I’ve managed to post here some great funny quotes from some unknown people, but related to today’s times.

– I wish Google Maps had an “Avoid Ghetto” routing option.

-More often than not, when someone is telling me a story all I can think about is that I can’t wait for them to finish so that I can tell my own story that’s not only better, but also more directly involves me.

-Nothing sucks more than that moment during an argument when you realize you’re wrong.

-How are you supposed to fold a fitted sheet?

-I totally take back all those times I didn’t want to nap when I was younger.

-Is it just me, or are 80% of the people in the “people you may know” feature on Facebook people that I do know, but I deliberately choose not to be friends with?

– LOL has gone from meaning, “laugh out loud” to “I have nothing else to say”.

– I have a hard time deciphering the fine line between boredom and hunger.

– Answering the same letter three times or more in a row on a Scantron test is absolutely petrifying.

– Whenever someone says “I’m not book smart, but I’m street smart”, all I hear is “I’m not real smart, but I’m imaginary smart”.

– How many times is it appropriate to say “What?” before you just nod and smile because you still didn’t hear what they said?

funny quotes– While driving yesterday I saw a banana peel in the road and i nstinctively swerved to avoid it…thanks Mario Kart.

– MapQuest really needs to start their directions on #5. Pretty sure I know how to get out of my neighborhood.

– Obituaries would be a lot more interesting if they told you how the person died.

-Why is it that during an ice-breaker, when the whole room has to go around and say their name and where they are from, I get so incredibly nervous?
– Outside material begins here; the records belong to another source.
//! Coordinate - integer grid cell, y grows downward
//!
//! Occupancy lookups never hash text: a cell is packed into a single u64
//! (x in the high word, y in the low word, both as raw two's-complement bits),
//! so (-1, 0) and (0, -1) stay distinct keys.

use std::fmt;

use serde::{Deserialize, Serialize};

/// Largest magnitude accepted for wall vertices, the spawn point and the
/// abyss row. Segment spans, grain drift and scene offsets stay inside `i32`
/// while every input cell is within it.
pub const COORD_LIMIT: i32 = 1 << 28;

#[derive(Clone, Copy, Debug, Default, PartialEq, Eq, Hash, PartialOrd, Ord, Serialize, Deserialize)]
pub struct Coordinate {
    pub x: i32,
    pub y: i32,
}

impl Coordinate {
    #[inline]
    pub const fn new(x: i32, y: i32) -> Self {
        Self { x, y }
    }

    /// Lossless packed key
    #[inline]
    pub const fn pack(self) -> u64 {
        ((self.x as u32 as u64) << 32) | (self.y as u32 as u64)
    }

    #[inline]
    pub const fn unpack(key: u64) -> Self {
        Self {
            x: (key >> 32) as u32 as i32,
            y: key as u32 as i32,
        }
    }

    #[inline]
    pub const fn offset(self, dx: i32, dy: i32) -> Self {
        Self { x: self.x + dx, y: self.y + dy }
    }

    #[inline]
    pub fn is_within_limit(self) -> bool {
        let range = -COORD_LIMIT..=COORD_LIMIT;
        range.contains(&self.x) && range.contains(&self.y)
    }

    #[inline]
    pub fn is_axis_aligned_with(self, other: Coordinate) -> bool {
        self.x == other.x || self.y == other.y
    }
}

impl From<(i32, i32)> for Coordinate {
    fn from((x, y): (i32, i32)) -> Self {
        Self { x, y }
    }
}

impl fmt::Display for Coordinate {
    fn fmt(&self, f: &mut fmt::Formatter<'_>) -> fmt::Result {
        write!(f, "{},{}", self.x, self.y)
    }
}

/// Ordered polyline read from one input line (always >= 2 vertices once parsed)
#[derive(Clone, Debug, PartialEq, Eq)]
pub struct WallPath {
    vertices: Vec<Coordinate>,
}

impl WallPath {
    /// Build a path; returns None when fewer than two vertices are given.
    pub fn new(vertices: Vec<Coordinate>) -> Option<Self> {
        if vertices.len() < 2 {
            return None;
        }
        Some(Self { vertices })
    }

    pub fn vertices(&self) -> &[Coordinate] {
        &self.vertices
    }

    /// Consecutive (A, B) vertex pairs
    pub fn segments(&self) -> impl Iterator<Item = (Coordinate, Coordinate)> + '_ {
        self.vertices.windows(2).map(|w| (w[0], w[1]))
    }
}
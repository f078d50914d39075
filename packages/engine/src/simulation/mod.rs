//! SandSimulation - one grain at a time settling over rasterized walls
//!
//! The simulation context exclusively owns the occupancy set, the bounds,
//! the configuration and the single live grain. Nothing is global.
//!
//! SandSimulation only orchestrates:
//! - wall geometry is in systems/rasterize.rs
//! - grain movement rules are in systems/grain.rs
//! - occupancy storage is in spatial/occupancy.rs
//! - wall-clock gating is in driver/driver.rs

use std::collections::HashSet;

use crate::core::error::EngineResult;
use crate::domain::config::SimulationConfig;
use crate::domain::coord::{Coordinate, WallPath};
use crate::spatial::{Bounds, OccupancyGrid};
use crate::systems::grain::Grain;

#[path = "driver/clock.rs"]
mod clock;
#[path = "perf/sim_stats.rs"]
mod sim_stats;
#[path = "init/init.rs"]
mod init;
#[path = "init/settings.rs"]
mod settings;
#[path = "step/step.rs"]
mod step;
#[path = "step/run.rs"]
mod run;
#[path = "driver/driver.rs"]
mod driver;
#[path = "render/render_extract.rs"]
mod render_extract;
mod facade;

pub use driver::StepDriver;
pub use facade::Simulation;
pub use render_extract::{from_scene, to_scene, SceneFrame};
pub use run::Events;
pub use sim_stats::SimStats;
pub use step::{StepEvent, EV_FULL, EV_LOST, EV_MOVED, EV_SETTLED};

use clock::StepClock;

/// The simulation context
pub struct SandSimulation {
    config: SimulationConfig,
    wall_paths: Vec<WallPath>,
    bounds: Bounds,
    grid: OccupancyGrid,
    // None only once the spawn cell is full and `stop_when_full` is set
    grain: Option<Grain>,
    stats: SimStats,
}

impl SandSimulation {
    /// Rasterize `paths`, seed the occupancy set and spawn the first grain.
    pub fn new(config: SimulationConfig, paths: Vec<WallPath>) -> EngineResult<Self> {
        init::create_simulation(config, paths)
    }

    /// Parse the line-based wall format and build a seeded simulation.
    pub fn from_input(text: &str, config: SimulationConfig) -> EngineResult<Self> {
        init::create_simulation_from_input(text, config)
    }

    /// Replace the wall geometry and restart from an empty field.
    /// On error the current state is left untouched.
    pub fn seed(&mut self, paths: Vec<WallPath>) -> EngineResult<()> {
        init::seed(self, paths)
    }

    /// Discard settled sand and the live grain, keeping the walls.
    pub fn reset(&mut self) {
        init::reset(self)
    }

    /// Advance the live grain by exactly one movement decision.
    pub fn step(&mut self) -> StepEvent {
        step::step(self)
    }

    /// Lazy, restartable stream of step events; ends once the field is full.
    pub fn events(&mut self) -> Events<'_> {
        run::events(self)
    }

    /// Step until the live grain settles, is lost, or the field reports full.
    pub fn run_until_grain_resolves(&mut self) -> StepEvent {
        run::run_until_grain_resolves(self)
    }

    /// Number of grains settled before the first abyss loss, resolving at
    /// most `max_grains` grains. None when no loss happened within the limit.
    pub fn run_until_first_lost(&mut self, max_grains: usize) -> Option<u32> {
        run::run_until_first_lost(self, max_grains)
    }

    pub fn current_grain_position(&self) -> Option<Coordinate> {
        self.grain.map(|g| g.position())
    }

    pub fn occupancy(&self) -> &OccupancyGrid {
        &self.grid
    }

    pub fn occupancy_snapshot(&self) -> HashSet<Coordinate> {
        self.grid.snapshot()
    }

    pub fn bounds(&self) -> Bounds {
        self.bounds
    }

    pub fn wall_paths(&self) -> &[WallPath] {
        &self.wall_paths
    }

    /// Deepest row a grain may sit on and still be evaluated for movement
    pub fn abyss_row(&self) -> i32 {
        self.bounds.abyss_row(self.config.floor_margin)
    }

    pub fn is_full(&self) -> bool {
        self.grid.contains(self.config.spawn_point)
    }

    pub fn stats(&self) -> SimStats {
        self.stats.clone()
    }

    pub fn config(&self) -> &SimulationConfig {
        &self.config
    }

    pub fn set_floor_margin(&mut self, floor_margin: i32) -> EngineResult<()> {
        settings::set_floor_margin(self, floor_margin)
    }

    pub fn set_step_interval_seconds(&mut self, seconds: f64) -> EngineResult<()> {
        settings::set_step_interval_seconds(self, seconds)
    }

    pub fn set_stop_when_full(&mut self, enabled: bool) {
        settings::set_stop_when_full(self, enabled)
    }

    /// Moves the source cell for every grain spawned after this call.
    pub fn set_spawn_point(&mut self, spawn_point: Coordinate) -> EngineResult<()> {
        settings::set_spawn_point(self, spawn_point)
    }

    /// Scene-space framing for a presentation layer
    pub fn scene_frame(&self) -> SceneFrame {
        render_extract::scene_frame(self)
    }

    /// Wall cells as a flat `[x0, y0, x1, y1, ..]` buffer, row-major
    pub fn wall_cells_flat(&self) -> Vec<i32> {
        render_extract::wall_cells_flat(self)
    }

    /// Settled sand cells as a flat `[x0, y0, x1, y1, ..]` buffer, row-major
    pub fn sand_cells_flat(&self) -> Vec<i32> {
        render_extract::sand_cells_flat(self)
    }
}

#[cfg(test)]
#[path = "tests/tests.rs"]
mod tests;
Like I know my name, I know where I’m from, this shouldn’t be
a problem….

-You never know when it will strike, but there comes a moment at work when you’ve made up your mind that you just aren’t doing anything productive for the rest of the day.

-I’m always slightly terrified when I exit out of Word and it asks me if I want to save any changes to my ten page research paper that I swear I did not make any changes to.

– “Do not machine wash or tumble dry” means I will never wash this ever.

-I hate being the one with the remote in a room full of people watching TV. There’s so much pressure. ‘I love this show, but will they judge me if I keep it on? I bet everyone is wishing we weren’t watching this. It’s only a matter of time before they all get up and leave the room. Will we still be friends after this?’

-I hate when I just miss a call by the last ring (Hello? Hello? Darn!), but when I immediately call back, it rings nine times and goes to voicemail. What’d you do after I didn’t answer? Drop the phone and run away?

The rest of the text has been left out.